Material and methods: For a first evaluation, 129 patients with a mean age of 54 years (SD 14.3) completed the questionnaire. 67% of them were women. 76% had a Christian denomination, 19% no denomination, and only 4% reported other religious traditions. 45% of the patients suffered from cancer, 18% from multiple sclerosis, 22% from other chronic diseases, and 15% from acute diseases. The questionnaire comprises 29 five-stage likert-scaled items. Apart from a descriptive analysis of the single items, reliability (Cronbach's alpha) and validity analysis (factor analysis) of the questionnaire was performed.

Results: Factor analysis resulted in four dimensions: (1) 'Search for meaningful support', (2) 'Guidance, control and message of disease', (A) 'Support in relations with the external through spirituality/religiosity', and (B) 'Stabilization of the inner condition through spirituality/religiosity'. The reliability of the four scales of the SpREUK questionnaire is high: Cronbach's alpha 0.82, 0.62, 0.89, resp. 0.74. Women had significantly higher SpREUK scores for scales 1 and 2 than male patients. Non-denominational patients had significantly lower scores in all four scales than those with a Christian denomination. The scores did not correlate with disease or duration of disease; however, there might be a positive correlation between age and the score of scale 2.
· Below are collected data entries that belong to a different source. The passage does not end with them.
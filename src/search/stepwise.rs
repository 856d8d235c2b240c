//! Greedy stepwise selection
//!
//! Instead of exploring the whole lattice, a stepwise walk fits every
//! single-variable move from the current model, takes the best one while
//! it strictly improves the criterion, and stops otherwise. Neighbor fits
//! run in parallel; ties are settled by the mask ordering so the walk is
//! reproducible.

use rayon::prelude::*;

use crate::data::GlmData;
use crate::error::{GlmSelectError, Result};
use crate::family::Family;
use crate::glm::FitControl;
use crate::search::context::{evaluate_subset, ScoredModel};
use crate::search::metric::SelectionMetric;
use crate::search::model::{CandidateSet, ModelMask};

/// Direction of the greedy walk
#[derive(Debug, Clone, Copy, PartialEq, Eq)]
pub enum StepDirection {
    /// Start from the mandatory set, only add variables
    Forward,
    /// Start from the full model, only remove variables
    Backward,
    /// Start from the mandatory set, add or remove whichever helps most
    Switch,
}

impl StepDirection {
    pub fn name(&self) -> &'static str {
        match self {
            StepDirection::Forward => "forward",
            StepDirection::Backward => "backward",
            StepDirection::Switch => "switch",
        }
    }
}

impl std::str::FromStr for StepDirection {
    type Err = GlmSelectError;

    fn from_str(s: &str) -> Result<Self> {
        match s.to_ascii_lowercase().as_str() {
            "forward" => Ok(StepDirection::Forward),
            "backward" => Ok(StepDirection::Backward),
            "switch" => Ok(StepDirection::Switch),
            other => Err(GlmSelectError::InvalidInput {
                reason: format!(
                    "unknown direction '{}', expected forward, backward, or switch",
                    other
                ),
            }),
        }
    }
}

impl std::fmt::Display for StepDirection {
    fn fmt(&self, f: &mut std::fmt::Formatter<'_>) -> std::fmt::Result {
        write!(f, "{}", self.name())
    }
}

#[derive(Debug, Clone)]
pub struct StepwiseOptions {
    pub direction: StepDirection,
    pub metric: SelectionMetric,
    /// Cap on moves taken; the walk usually stops earlier on its own
    pub max_steps: usize,
}

impl Default for StepwiseOptions {
    fn default() -> Self {
        StepwiseOptions {
            direction: StepDirection::Forward,
            metric: SelectionMetric::Aic,
            max_steps: usize::MAX,
        }
    }
}

/// What one step did to the model
#[derive(Debug, Clone, Copy, PartialEq, Eq)]
pub enum StepAction {
    Start,
    Add,
    Remove,
}

impl std::fmt::Display for StepAction {
    fn fmt(&self, f: &mut std::fmt::Formatter<'_>) -> std::fmt::Result {
        let name = match self {
            StepAction::Start => "start",
            StepAction::Add => "add",
            StepAction::Remove => "remove",
        };
        write!(f, "{}", name)
    }
}

/// One point on the walk
#[derive(Debug, Clone)]
pub struct StepRecord {
    pub mask: ModelMask,
    pub metric: f64,
    pub action: StepAction,
    /// Variable moved by this step; None for the starting model
    pub var: Option<usize>,
}

#[derive(Debug)]
pub struct StepwiseResult {
    /// The walk from the start model to the final one, in order
    pub path: Vec<StepRecord>,
    pub final_model: ScoredModel,
}

fn legal_moves(
    candidates: &CandidateSet,
    mask: &ModelMask,
    direction: StepDirection,
) -> Vec<(StepAction, usize, ModelMask)> {
    let mut moves = Vec::new();
    let adds = matches!(direction, StepDirection::Forward | StepDirection::Switch);
    let removes = matches!(direction, StepDirection::Backward | StepDirection::Switch);

    for var in candidates.free_vars() {
        if !mask.contains(var) {
            if adds && candidates.can_add(mask, var) {
                moves.push((StepAction::Add, var, mask.with(var)));
            }
        } else if removes && candidates.can_remove(mask, var) {
            moves.push((StepAction::Remove, var, mask.without(var)));
        }
    }
    moves
}

/// Walk the model space greedily, one variable at a time.
///
/// Every step fits all legal single-variable moves in parallel and takes
/// the best strict improvement; the path records the start model and each
/// accepted move.
pub fn stepwise(
    data: &GlmData,
    family: &Family,
    candidates: &CandidateSet,
    control: &FitControl,
    options: &StepwiseOptions,
) -> Result<StepwiseResult> {
    if candidates.n_cols() != data.n_cols() {
        return Err(GlmSelectError::DimensionMismatch {
            expected: format!("{} candidate columns", data.n_cols()),
            got: format!("{}", candidates.n_cols()),
        });
    }

    let start_mask = match options.direction {
        StepDirection::Forward | StepDirection::Switch => candidates.mandatory_mask(),
        StepDirection::Backward => candidates.full_mask(),
    };
    if !candidates.admissible(&start_mask) {
        return Err(GlmSelectError::InvalidCandidateSet {
            reason: "mandatory set violates the variable hierarchy".to_string(),
        });
    }

    let dispersion = family.has_dispersion();
    let mut current = evaluate_subset(
        data,
        family,
        candidates,
        control,
        options.metric,
        dispersion,
        &start_mask,
    )?;
    let mut path = vec![StepRecord {
        mask: current.mask.clone(),
        metric: current.metric,
        action: StepAction::Start,
        var: None,
    }];

    for step in 0..options.max_steps {
        let moves = legal_moves(candidates, &current.mask, options.direction);
        if moves.is_empty() {
            break;
        }

        let scored: Vec<(StepAction, usize, ScoredModel)> = moves
            .into_par_iter()
            .map(|(action, var, mask)| {
                evaluate_subset(data, family, candidates, control, options.metric, dispersion, &mask)
                    .map(|s| (action, var, s))
            })
            .collect::<Result<Vec<_>>>()?;

        let best = scored.into_iter().min_by(|a, b| {
            a.2.metric
                .partial_cmp(&b.2.metric)
                .unwrap_or(std::cmp::Ordering::Equal)
                .then_with(|| a.2.mask.cmp(&b.2.mask))
        });
        let (action, var, scored_move) = match best {
            Some(m) => m,
            None => break,
        };

        if scored_move.metric >= current.metric {
            break;
        }
        log::debug!(
            "step {}: {} variable {}, {} = {:.4}",
            step + 1,
            action,
            var,
            options.metric.name(),
            scored_move.metric
        );
        current = scored_move;
        path.push(StepRecord {
            mask: current.mask.clone(),
            metric: current.metric,
            action,
            var: Some(var),
        });
    }

    Ok(StepwiseResult {
        path,
        final_model: current,
    })
}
Discussion: The impact of spirituality and religiosity on the course of disease, coping skills, and health-related quality of life is broadly discussed not only in complementary medicine. With the SpREUK questionnaire we present a reliable and valid instrument to measure the patients' search for meaningful support through spirituality/religiosity in terms of disease coping and health restoration. Further evaluation of this instrument is planned with a focus on hospitals which are affiliated with a specific denomination, as a reasonable extension of quality management and concept development.

[为测量病人对精神和宗教信仰的态度及其对疾病的应对而编制问卷调查的试点研究[SpREUK]。
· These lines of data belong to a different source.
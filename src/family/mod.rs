//! GLM families: response distributions paired with link functions

mod distribution;
mod link;

pub use distribution::{Distribution, MEAN_EPS};
pub use link::Link;

use ndarray::{Array1, ArrayView1};

use crate::error::{GlmSelectError, Result};

/// A validated (distribution, link) pair
///
/// Construction rejects combinations whose link range cannot cover the
/// distribution's mean domain, so every downstream computation may assume a
/// coherent pair.
#[derive(Debug, Clone, Copy, PartialEq, Eq)]
pub struct Family {
    distribution: Distribution,
    link: Link,
}

impl Family {
    pub fn new(distribution: Distribution, link: Link) -> Result<Self> {
        if !distribution.supports(link) {
            return Err(GlmSelectError::InvalidFamily {
                reason: format!(
                    "{} does not support the {} link",
                    distribution.name(),
                    link.name()
                ),
            });
        }
        Ok(Self { distribution, link })
    }

    /// Parse a family from its textual names, failing fast on unknown or
    /// incompatible pairs
    pub fn parse(distribution: &str, link: &str) -> Result<Self> {
        Self::new(distribution.parse()?, link.parse()?)
    }

    pub fn distribution(&self) -> Distribution {
        self.distribution
    }

    pub fn link(&self) -> Link {
        self.link
    }

    /// Fitted means from the linear predictor, clamped into the
    /// distribution's open domain
    pub fn mean(&self, eta: ArrayView1<f64>) -> Array1<f64> {
        let mut mu = self.link.mean(eta);
        mu.mapv_inplace(|v| self.distribution.clamp_mean(v));
        mu
    }

    /// dmu/deta at the current iterate
    pub fn mean_derivative(&self, mu: ArrayView1<f64>, eta: ArrayView1<f64>) -> Array1<f64> {
        self.link.mean_derivative(mu, eta)
    }

    /// Variance function at the current means
    pub fn variance(&self, mu: ArrayView1<f64>) -> Array1<f64> {
        mu.mapv(|m| self.distribution.variance(m))
    }

    /// Objective minimized by the optimizers (negative log-likelihood kernel)
    pub fn neg_log_likelihood(&self, y: ArrayView1<f64>, mu: ArrayView1<f64>) -> f64 {
        self.distribution.neg_log_likelihood(y, mu)
    }

    /// Saturated-model log-likelihood for deviance computation
    pub fn saturated_log_likelihood(&self, y: ArrayView1<f64>) -> f64 {
        self.distribution.saturated_log_likelihood(y)
    }

    pub fn has_dispersion(&self) -> bool {
        self.distribution.has_dispersion()
    }
}

impl std::fmt::Display for Family {
    fn fmt(&self, f: &mut std::fmt::Formatter<'_>) -> std::fmt::Result {
        write!(f, "{}({})", self.distribution.name(), self.link.name())
    }
}

#[cfg(test)]
mod tests {
    use super::*;
    use ndarray::array;

    #[test]
    fn test_incompatible_pairs_rejected() {
        assert!(Family::new(Distribution::Binomial, Link::Log).is_err());
        assert!(Family::new(Distribution::Binomial, Link::Identity).is_err());
        assert!(Family::new(Distribution::Poisson, Link::Logit).is_err());
        assert!(Family::new(Distribution::Gaussian, Link::Cloglog).is_err());

        assert!(Family::new(Distribution::Binomial, Link::Logit).is_ok());
        assert!(Family::new(Distribution::Poisson, Link::Log).is_ok());
        assert!(Family::new(Distribution::Gamma, Link::Inverse).is_ok());
    }

    #[test]
    fn test_parse_fails_fast() {
        assert!(Family::parse("binomial", "logit").is_ok());
        assert!(Family::parse("binomial", "log").is_err());
        assert!(Family::parse("negbin", "log").is_err());
    }

    #[test]
    fn test_mean_is_clamped() {
        let family = Family::new(Distribution::Binomial, Link::Logit).unwrap();
        // Extreme linear predictors saturate the logistic; the clamp keeps
        // the means strictly inside (0, 1)
        let eta = array![-80.0, 0.0, 80.0];
        let mu = family.mean(eta.view());
        assert!(mu[0] > 0.0);
        assert!((mu[1] - 0.5).abs() < 1e-12);
        assert!(mu[2] < 1.0);
    }

    #[test]
    fn test_display() {
        let family = Family::new(Distribution::Poisson, Link::Log).unwrap();
        assert_eq!(family.to_string(), "poisson(log)");
    }
}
目的:威胁生命的疾病是患者精神和宗教信仰面临的标准情况。虽然两者都是众所周知的疾病应对因素,但由于这些术语的各种不同含义和解释,它们的可测量性和可操作性仍然是一个基本问题。在本文中,我们描述了一个问卷的发展,以衡量病人对精神和宗教信仰的态度和他们的疾病应对(SpREUK)。材料与方法:在第一次评估中,129例平均年龄54岁(SD 14.3)的患者完成了问卷调查。其中67%是女性。76%的人有基督教教派,19%没有教派,只有4%的人有其他宗教传统。45%的患者患有癌症,18%患有多发性硬化症,22%患有其他慢性疾病,15%患有急性疾病。问卷包括29个李克特量表的五个阶段。除了对单条目进行描述性分析外,还对问卷进行了信度分析(Cronbach’s alpha)和效度分析(factor analysis)。结果:因子分析得出四个维度:(1)“寻找有意义的支持”,(2)“疾病的指导、控制和信息”,(A)“通过灵性/宗教信仰支持与外部的关系”,以及(B)“通过灵性/宗教信仰来稳定内心状态”。SpREUK问卷四个量表的信度较高:Cronbach’s alpha值分别为0.82、0.62、0.89。0.74. 女性患者的SpREUK量表1和量表2得分明显高于男性患者。无宗教信仰的患者在所有四个量表上的得分都明显低于基督教信仰的患者。得分与疾病或疾病持续时间无关;然而,年龄与量表2的得分之间可能存在正相关。讨论:灵性和宗教信仰对疾病过程、应对技能和与健康相关的生活质量的影响不仅在补充医学中得到广泛讨论。通过SpREUK问卷,我们提供了一种可靠有效的工具来衡量患者在疾病应对和健康恢复方面通过灵性/宗教信仰寻求有意义的支持。计划进一步评价这一文书,重点是附属于某一特定教派的医院,作为质量管理和概念发展的合理延伸。
本文章由计算机程序翻译,如有差异,请以英文原文为准。